(Materials provided Opens)

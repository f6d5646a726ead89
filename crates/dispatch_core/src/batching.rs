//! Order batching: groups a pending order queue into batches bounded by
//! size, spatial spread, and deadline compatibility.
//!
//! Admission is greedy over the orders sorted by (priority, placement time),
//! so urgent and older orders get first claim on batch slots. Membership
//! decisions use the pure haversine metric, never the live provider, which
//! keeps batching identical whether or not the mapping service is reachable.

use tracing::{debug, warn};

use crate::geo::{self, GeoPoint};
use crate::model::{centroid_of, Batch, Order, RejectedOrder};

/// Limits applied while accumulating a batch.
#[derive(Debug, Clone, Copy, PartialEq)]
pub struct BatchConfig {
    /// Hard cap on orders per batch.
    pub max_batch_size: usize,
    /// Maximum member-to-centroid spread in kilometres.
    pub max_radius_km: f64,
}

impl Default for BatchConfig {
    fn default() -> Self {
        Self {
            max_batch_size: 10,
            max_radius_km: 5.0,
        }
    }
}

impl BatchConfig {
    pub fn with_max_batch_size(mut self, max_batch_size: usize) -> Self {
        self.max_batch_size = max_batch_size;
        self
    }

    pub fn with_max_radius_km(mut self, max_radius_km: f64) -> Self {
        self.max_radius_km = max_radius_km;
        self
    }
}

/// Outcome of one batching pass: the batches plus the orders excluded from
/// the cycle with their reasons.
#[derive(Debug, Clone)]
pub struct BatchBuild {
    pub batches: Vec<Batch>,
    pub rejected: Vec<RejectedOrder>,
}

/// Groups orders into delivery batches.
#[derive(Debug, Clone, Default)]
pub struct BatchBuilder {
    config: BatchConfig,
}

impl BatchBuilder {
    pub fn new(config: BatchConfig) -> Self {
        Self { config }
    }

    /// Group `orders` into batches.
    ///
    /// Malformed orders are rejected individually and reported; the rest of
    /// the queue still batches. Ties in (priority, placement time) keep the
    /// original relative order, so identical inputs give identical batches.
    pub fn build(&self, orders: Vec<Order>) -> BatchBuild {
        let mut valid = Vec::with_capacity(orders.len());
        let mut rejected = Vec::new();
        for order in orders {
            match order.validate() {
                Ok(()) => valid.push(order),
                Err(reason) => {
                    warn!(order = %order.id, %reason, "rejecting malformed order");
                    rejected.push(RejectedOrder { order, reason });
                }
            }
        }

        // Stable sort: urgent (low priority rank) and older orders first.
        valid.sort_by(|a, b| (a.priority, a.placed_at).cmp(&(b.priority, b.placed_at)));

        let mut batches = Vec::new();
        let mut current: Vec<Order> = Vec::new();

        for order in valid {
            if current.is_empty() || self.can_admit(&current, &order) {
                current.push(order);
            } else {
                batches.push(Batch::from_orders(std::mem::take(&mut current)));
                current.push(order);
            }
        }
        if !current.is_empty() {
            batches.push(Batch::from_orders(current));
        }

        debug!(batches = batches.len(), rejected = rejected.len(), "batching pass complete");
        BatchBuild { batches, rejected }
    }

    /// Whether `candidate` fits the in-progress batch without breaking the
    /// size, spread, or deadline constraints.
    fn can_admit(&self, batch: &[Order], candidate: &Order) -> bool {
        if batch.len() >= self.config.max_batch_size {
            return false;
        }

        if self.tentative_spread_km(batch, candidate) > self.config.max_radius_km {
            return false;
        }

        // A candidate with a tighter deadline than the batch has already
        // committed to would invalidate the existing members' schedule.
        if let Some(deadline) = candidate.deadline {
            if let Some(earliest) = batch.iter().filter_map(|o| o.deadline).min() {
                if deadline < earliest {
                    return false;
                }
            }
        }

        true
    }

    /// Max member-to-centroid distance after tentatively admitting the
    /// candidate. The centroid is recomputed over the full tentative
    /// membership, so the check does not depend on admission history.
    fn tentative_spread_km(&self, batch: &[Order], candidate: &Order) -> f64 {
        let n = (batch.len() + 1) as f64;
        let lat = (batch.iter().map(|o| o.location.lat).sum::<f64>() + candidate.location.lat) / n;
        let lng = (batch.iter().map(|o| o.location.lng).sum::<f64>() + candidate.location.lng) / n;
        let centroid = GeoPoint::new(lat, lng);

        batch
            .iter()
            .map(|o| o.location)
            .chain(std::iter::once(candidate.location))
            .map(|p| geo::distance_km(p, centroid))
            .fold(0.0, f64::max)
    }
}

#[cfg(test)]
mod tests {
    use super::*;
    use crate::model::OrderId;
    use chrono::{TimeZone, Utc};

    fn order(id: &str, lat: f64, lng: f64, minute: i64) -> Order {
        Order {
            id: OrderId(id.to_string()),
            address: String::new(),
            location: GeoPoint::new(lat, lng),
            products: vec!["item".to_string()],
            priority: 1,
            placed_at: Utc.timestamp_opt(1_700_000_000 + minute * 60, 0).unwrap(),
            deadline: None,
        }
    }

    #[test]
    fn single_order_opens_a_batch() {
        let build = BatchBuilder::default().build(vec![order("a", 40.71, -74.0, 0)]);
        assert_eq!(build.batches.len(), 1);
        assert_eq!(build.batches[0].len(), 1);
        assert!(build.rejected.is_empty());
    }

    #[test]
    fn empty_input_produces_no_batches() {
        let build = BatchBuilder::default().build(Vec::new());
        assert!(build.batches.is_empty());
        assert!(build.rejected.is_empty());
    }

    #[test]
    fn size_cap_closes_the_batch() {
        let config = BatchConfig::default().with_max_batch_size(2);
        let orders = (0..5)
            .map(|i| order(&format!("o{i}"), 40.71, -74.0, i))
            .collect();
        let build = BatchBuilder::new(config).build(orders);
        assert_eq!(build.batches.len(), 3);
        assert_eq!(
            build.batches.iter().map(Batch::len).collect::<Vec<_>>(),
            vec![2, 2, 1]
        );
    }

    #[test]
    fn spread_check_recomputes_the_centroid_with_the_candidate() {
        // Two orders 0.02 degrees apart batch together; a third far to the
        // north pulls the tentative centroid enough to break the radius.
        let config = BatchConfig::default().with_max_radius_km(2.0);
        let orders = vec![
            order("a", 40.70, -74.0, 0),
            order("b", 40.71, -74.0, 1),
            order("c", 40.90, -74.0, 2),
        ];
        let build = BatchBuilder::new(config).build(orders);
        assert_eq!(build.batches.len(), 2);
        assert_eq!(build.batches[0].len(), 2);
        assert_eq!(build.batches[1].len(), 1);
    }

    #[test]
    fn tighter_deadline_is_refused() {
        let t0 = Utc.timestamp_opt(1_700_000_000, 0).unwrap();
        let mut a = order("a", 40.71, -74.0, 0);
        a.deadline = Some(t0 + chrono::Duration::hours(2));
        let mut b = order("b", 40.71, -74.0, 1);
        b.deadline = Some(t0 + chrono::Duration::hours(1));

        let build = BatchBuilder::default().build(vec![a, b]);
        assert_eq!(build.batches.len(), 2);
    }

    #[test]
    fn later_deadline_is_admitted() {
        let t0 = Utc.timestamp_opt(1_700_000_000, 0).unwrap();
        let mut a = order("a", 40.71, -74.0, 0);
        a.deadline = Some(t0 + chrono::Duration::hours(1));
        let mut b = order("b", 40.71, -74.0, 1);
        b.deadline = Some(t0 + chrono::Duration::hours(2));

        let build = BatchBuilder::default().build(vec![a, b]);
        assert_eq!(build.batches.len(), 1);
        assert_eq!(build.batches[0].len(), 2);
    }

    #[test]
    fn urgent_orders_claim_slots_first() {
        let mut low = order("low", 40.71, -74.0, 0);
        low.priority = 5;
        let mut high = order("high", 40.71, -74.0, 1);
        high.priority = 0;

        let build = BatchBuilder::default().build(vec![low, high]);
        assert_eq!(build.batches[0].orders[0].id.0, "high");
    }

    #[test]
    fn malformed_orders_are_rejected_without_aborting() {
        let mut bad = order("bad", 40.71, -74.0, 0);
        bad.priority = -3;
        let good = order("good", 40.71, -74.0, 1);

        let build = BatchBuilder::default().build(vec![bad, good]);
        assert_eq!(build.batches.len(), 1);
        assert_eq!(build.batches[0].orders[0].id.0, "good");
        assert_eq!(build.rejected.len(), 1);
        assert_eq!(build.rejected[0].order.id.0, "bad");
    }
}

(Materials provided Closes)

Respond with the count of lines in the material above that contain the word "push", and add nothing to it.

6